Finding Why

change

Up until recently, I struggled my whole life sticking to things. I quit track in 7th grade because it was hard. I quit my job 10 years ago because I really disliked my manager. I quit full-time parenting because I burned out. I’d quit anything in a heart beat for any reason.

I didn’t know how to breathe and almost puked. Quit.

She talked to me like a kid. QUIT!

They said ‘Mommy’ too much. Kinda quit (the kids are still here and they now just call me Mom which is surprisingly less of a quitable sounding word than ‘Mommy’).

The point is, I found giving up easy and taking the easy way doesn’t really build habits because there’s no time for a new behavior to take hold and become the new normal. The other side of this problem was I would focus so much on the exact definition of what I was supposed to be or do that I got lost in why I wanted to do it.

I didn’t want to run, but my friends were running so I thought it would be cool.

I didn’t hate the job, but I didn’t explore options to transfer to a section doing work I liked.

I didn’t dislike motherhood, but I was mothering based on everyone else’s rules (or my rejection of said rules).

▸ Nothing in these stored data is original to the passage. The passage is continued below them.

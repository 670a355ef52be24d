use serde::{Deserialize, Serialize};

/// Form body of `POST /oauth/access_token`.
#[derive(Debug, Clone, Serialize)]
pub struct AccessTokenRequest<'a> {
    pub grant_type: &'a str,
    pub client_id: &'a str,
    pub client_secret: &'a str,
}

#[derive(Debug, Clone, Deserialize)]
pub struct AccessTokenResponse {
    pub access_token: String,
    #[serde(default)]
    pub token_type: Option<String>,
    #[serde(default)]
    pub expires_in: Option<u64>,
}

#[derive(Debug, Clone, PartialEq, Eq, Serialize, Deserialize)]
pub struct Sender {
    pub name: String,
    pub email: String,
}

#[derive(Debug, Clone, PartialEq, Eq, Serialize, Deserialize)]
pub struct Recipient {
    pub email: String,
}

/// `html` must already be base64 encoded.
#[derive(Debug, Clone, PartialEq, Eq, Serialize, Deserialize)]
pub struct Email {
    pub html: String,
    pub text: String,
    pub subject: String,
    pub from: Sender,
    pub to: Vec<Recipient>,
}

/// JSON body of `POST /smtp/emails`.
#[derive(Debug, Clone, PartialEq, Eq, Serialize, Deserialize)]
pub struct SendEmailRequest {
    pub email: Email,
}

#[derive(Debug, Clone, Deserialize)]
pub struct SendEmailResponse {
    #[serde(default)]
    pub result: bool,
    #[serde(default)]
    pub id: Option<String>,
}

#[cfg(test)]
mod tests {
    use super::*;

    #[test]
    fn send_email_request_has_wire_shape() {
        let req = SendEmailRequest {
            email: Email {
                html: "PGI+aGk8L2I+".to_string(),
                text: "hi".to_string(),
                subject: "Report".to_string(),
                from: Sender {
                    name: "Vintex".to_string(),
                    email: "noreply@example.com".to_string(),
                },
                to: vec![Recipient {
                    email: "ops@example.com".to_string(),
                }],
            },
        };

        let value = serde_json::to_value(&req).unwrap();
        assert_eq!(
            value,
            serde_json::json!({
                "email": {
                    "html": "PGI+aGk8L2I+",
                    "text": "hi",
                    "subject": "Report",
                    "from": {"name": "Vintex", "email": "noreply@example.com"},
                    "to": [{"email": "ops@example.com"}]
                }
            })
        );
    }

    #[test]
    fn send_email_response_defaults_to_unconfirmed() {
        let resp: SendEmailResponse =
            serde_json::from_str(r#"{"result": true, "id": "msg-1"}"#).unwrap();
        assert!(resp.result);
        assert_eq!(resp.id.as_deref(), Some("msg-1"));

        let resp: SendEmailResponse = serde_json::from_str("{}").unwrap();
        assert!(!resp.result);
        assert!(resp.id.is_none());
    }

    #[test]
    fn token_response_tolerates_missing_optional_fields() {
        let resp: AccessTokenResponse =
            serde_json::from_str(r#"{"access_token": "abc"}"#).unwrap();
        assert_eq!(resp.access_token, "abc");
        assert!(resp.expires_in.is_none());

        let resp: AccessTokenResponse = serde_json::from_str(
            r#"{"access_token": "abc", "token_type": "Bearer", "expires_in": 3600}"#,
        )
        .unwrap();
        assert_eq!(resp.token_type.as_deref(), Some("Bearer"));
        assert_eq!(resp.expires_in, Some(3600));
    }
}
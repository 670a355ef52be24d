mod cron_time_utils;
mod db_core;
mod email_client;
mod error;
mod report;
mod server_config;
#[cfg(test)]
mod tests;

use std::{sync::Arc, time::Duration};

use chrono::Utc;
use cron_time_utils::{daily_cron_expression, next_daily_run, parse_send_time, parse_timezone};
use lib_utils::envs;
use mimalloc::MiMalloc;
use report::{DailyReportMailer, ReportRunner, RunTrigger};
use server_config::ServerConfig;
use tokio::signal;
use tokio_cron_scheduler::{Job, JobScheduler};
use tracing_subscriber::{layer::SubscriberExt, util::SubscriberInitExt};

#[global_allocator]
static GLOBAL: MiMalloc = MiMalloc;

pub type HttpClient = reqwest::Client;

#[tokio::main]
async fn main() -> anyhow::Result<()> {
    dotenvy::dotenv().ok();
    init_tracing();

    let cfg = Arc::new(ServerConfig::load()?);
    tracing::info!("{}", cfg);

    let http_client = reqwest::Client::builder()
        .use_rustls_tls()
        .connect_timeout(Duration::from_secs(cfg.report.http_timeout_secs))
        .timeout(Duration::from_secs(cfg.report.http_timeout_secs))
        .build()?;

    let runner = ReportRunner::new(DailyReportMailer::new(cfg.clone(), http_client)?);
    let tz = parse_timezone(&cfg.report.timezone)?;
    let cron_time = daily_cron_expression(&cfg.report.send_time)?;

    let mut scheduler = JobScheduler::new().await?;

    if cfg.report.run_on_startup {
        let runner = runner.clone();
        // Run once at startup
        scheduler
            .add(Job::new_one_shot_async(
                Duration::from_secs(0),
                move |uuid, _l| {
                    let runner = runner.clone();
                    Box::pin(async move {
                        tracing::info!("Running startup report job {}", uuid);
                        runner.run_and_log(RunTrigger::Startup).await;
                    })
                },
            )?)
            .await?;
    }

    tracing::info!(
        "Adding daily report job at {} {} ({})",
        cfg.report.send_time,
        cfg.report.timezone,
        cron_time
    );
    {
        let runner = runner.clone();
        scheduler
            .add(Job::new_async_tz(
                cron_time.as_str(),
                tz,
                move |uuid, mut l: JobScheduler| {
                    let runner = runner.clone();
                    Box::pin(async move {
                        tracing::info!("Running daily report job {}", uuid);
                        runner.run_and_log(RunTrigger::Scheduled).await;

                        // Query the next execution time for this job
                        match l.next_tick_for_job(uuid).await {
                            Ok(Some(ts)) => {
                                tracing::info!("Next time for daily report job is {:?}", ts)
                            }
                            _ => tracing::warn!("Could not get next tick for daily report job"),
                        }
                    })
                },
            )?)
            .await?;
    }

    if let Some(next) = next_daily_run(parse_send_time(&cfg.report.send_time)?, tz, Utc::now()) {
        tracing::info!("First scheduled report at {}", next);
    }

    scheduler.set_shutdown_handler(Box::new(move || {
        Box::pin(async move {
            tracing::info!("Shutting down scheduler");
        })
    }));

    scheduler.start().await?;
    tracing::info!("Scheduler started");

    signal::ctrl_c().await?;
    tracing::info!("Received Ctrl+C, shutting down");
    scheduler.shutdown().await?;

    Ok(())
}

fn init_tracing() {
    let filter = tracing_subscriber::EnvFilter::try_from_default_env()
        .unwrap_or_else(|_| tracing_subscriber::EnvFilter::new("info"));
    let registry = tracing_subscriber::registry().with(filter);

    if envs::get_env_opt("LOG_FORMAT").as_deref() == Some("json") {
        registry.with(tracing_subscriber::fmt::layer().json()).init();
    } else {
        registry
            .with(tracing_subscriber::fmt::Layer::default().with_ansi(false))
            .init();
    }
}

In all of these situations, and probably 4,781 others, I wasn’t doing something for me or with my own way of doing it in mind. It took me almost 42 years to figure this out on my own. I was showing and signing up for things that were someone else’s idea of fun or success, not really mine. I was also trying to change my life without understanding the motivation behind it.

For me, understanding why helped me make major changes in how I think and what I do. And I doing things now because I just want to. Not because of any expected future benefit or gain. There is no end goal. They just make life richer and make me feel younger.

And I stopped thinking about them and if what I was doing was right. As soon as I stopped focusing on doing things a particular way, I had fun exploring different ways to get them done. I meditate in the morning, but I also go meditate at my favorite day spa and find something new to add to my at-home routine. I run on a treadmill. Sometimes I run outside. And sometimes I take Bro’Ham with me (although he really just walks fast because I run slow).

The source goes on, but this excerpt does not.